Understanding this recovery timeline reveals why many grassroots players never reach their optimal performance state. A typical young player might have a game on Sunday, school PE on Monday, club training on Wednesday, with perhaps additional school teams or other sports squeezed between which creates a perpetual state of incomplete recovery. Research from the University of Bath examining youth football players found that performance markers like sprint speed, jump height and skill execution accuracy remained compromised for up to three days following competitive matches in the absence of targeted recovery interventions. This physiological reality creates a challenging situation in that the very activities intended to develop players may, through accumulated fatigue, be limiting their development potential if recovery is inadequate.

Nutrition stands as perhaps the most powerful recovery tool available to grassroots players, yet it remains woefully underutilised. The post-exercise recovery window, particularly the first 30-60 minutes, represents a period of heightened physiological receptivity where the right nutritional intake can significantly accelerate restoration processes. Research consistently demonstrates that consuming approximately 1-1.2 grams of carbohydrate per kilogram of body weight within this window substantially enhances glycogen replenishment, with the addition of 15-25 grams of quality protein stimulating muscle protein synthesis to repair damaged tissues. For a typical 50kg youth player, this translates to a recovery meal or snack containing roughly 50-60 grams of carbohydrate and 20 grams of protein which are proportions found in something as accessible as a chicken sandwich with a banana and yoghurt, or a milk based smoothie with oats and fruit. The practical challenge in grassroots settings often isn't knowledge but logistics. Players rush home after evening training, sometimes with long travel times or face extended waits after weekend matches without access to appropriate foods.
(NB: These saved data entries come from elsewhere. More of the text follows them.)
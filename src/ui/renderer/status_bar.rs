//! Status bar at the bottom of the screen.

use ratatui::{
    layout::Rect,
    style::{Modifier, Style},
    text::{Line, Span},
    widgets::Paragraph,
    Frame,
};

use crate::ui::state::{AppState, View};

pub fn render_status_bar(frame: &mut Frame, area: Rect, state: &AppState) {
    let t = &state.theme;

    // Helper to create a keybind badge
    let badge = |key: &str, color: ratatui::style::Color| -> Span {
        Span::styled(
            format!(" {} ", key),
            Style::default()
                .fg(t.bg_dark)
                .bg(color)
                .add_modifier(Modifier::BOLD),
        )
    };
    let dim =
        |text: &str| -> Span { Span::styled(text.to_string(), Style::default().fg(t.text_dim)) };

    let mut spans = vec![
        Span::styled(" ", Style::default()),
        badge("q", t.accent),
        dim(&t!("status.quit")),
        badge("1-8", t.accent),
        dim(&t!("status.switch")),
        badge("r", t.accent),
        dim(&t!("status.refresh")),
    ];

    match state.view {
        View::Dashboard => {
            spans.push(badge("p", t.accent));
            spans.push(dim(&t!("status.period", days = state.trend_days)));
            spans.push(badge("u", t.warning));
            spans.push(dim(&t!("status.update")));
            spans.push(badge("P", t.warning));
            spans.push(dim(&t!("status.predict")));
        }
        View::RawData => {
            spans.push(badge("f", t.accent));
            spans.push(dim(&t!("status.type")));
            spans.push(badge("d", t.accent));
            spans.push(dim(&t!("status.period_raw")));
            spans.push(badge("A", t.warning));
            spans.push(dim(&t!("status.analyze")));
        }
        View::HotTrends => {
            spans.push(badge("e", t.accent));
            spans.push(dim(&t!("status.export")));
        }
        View::Detail(_) => {
            spans.push(badge("↑↓", t.accent));
            spans.push(dim(&t!("status.scroll")));
            spans.push(badge("Esc", t.accent));
            spans.push(dim(&t!("status.back")));
        }
    }

    spans.push(badge("m", t.accent_secondary));
    spans.push(dim(&format!(" {} ", state.selected_model)));
    spans.push(badge("T", t.accent));
    spans.push(dim(&format!(" {} ", t.name)));
    spans.push(badge("L", t.accent));
    spans.push(dim(&format!(" {} ", state.current_lang.to_uppercase())));
    spans.push(badge("?", t.accent));
    spans.push(dim(&t!("status.help")));

    frame.render_widget(Paragraph::new(Line::from(spans)), area);
}
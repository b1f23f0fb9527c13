use thiserror::Error;

/// Failure of a single backend call.
#[derive(Debug, Error)]
pub enum ApiError {
    /// Connection refused, timeout, TLS, and other transport failures.
    #[error("request failed: {0}")]
    Transport(#[from] reqwest::Error),

    /// Non-2xx response whose body was not a JSON envelope.
    #[error("backend returned HTTP {status}")]
    Status { status: u16, body: String },

    /// Envelope with `success: false`; carries the server's `error` text (may be empty).
    #[error("backend rejected the request: {0}")]
    Rejected(String),

    /// 2xx response whose body or `data` did not match the expected shape.
    #[error("malformed response: {0}")]
    Decode(#[from] serde_json::Error),

    /// Envelope with `success: true` but no `data` field.
    #[error("response carried no data")]
    MissingData,
}

impl ApiError {
    /// Message from the server, when it sent a non-empty one.
    pub fn server_message(&self) -> Option<&str> {
        match self {
            ApiError::Rejected(msg) if !msg.trim().is_empty() => Some(msg.as_str()),
            _ => None,
        }
    }

    /// Toast text for a failed action.
    ///
    /// Prefers the server's message; a rejected call without one uses
    /// `fallback`, and anything that never produced an envelope is reported
    /// as a network error.
    pub fn user_message(&self, fallback: &str) -> String {
        match self {
            ApiError::Rejected(_) => self
                .server_message()
                .map(str::to_string)
                .unwrap_or_else(|| fallback.to_string()),
            ApiError::MissingData => fallback.to_string(),
            _ => t!("toast.network_error").to_string(),
        }
    }
}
Finding a creative solution to get the right food into children when they’ve finished playing transforms recovery from an elite luxury to a grassroots essential.

Hydration, closely linked to nutritional strategies also merits specific attention given that even mild dehydration (as little as 2% body mass loss) can impair both physical performance and cognitive function.

Integrating effective recovery strategies, ensures that young footballers remain fit, healthy, and ready to excel on the pitch. Understanding that recovery is a long term necessity rather than a short term fad will help young players develop habits that will serve them throughout their football careers and beyond.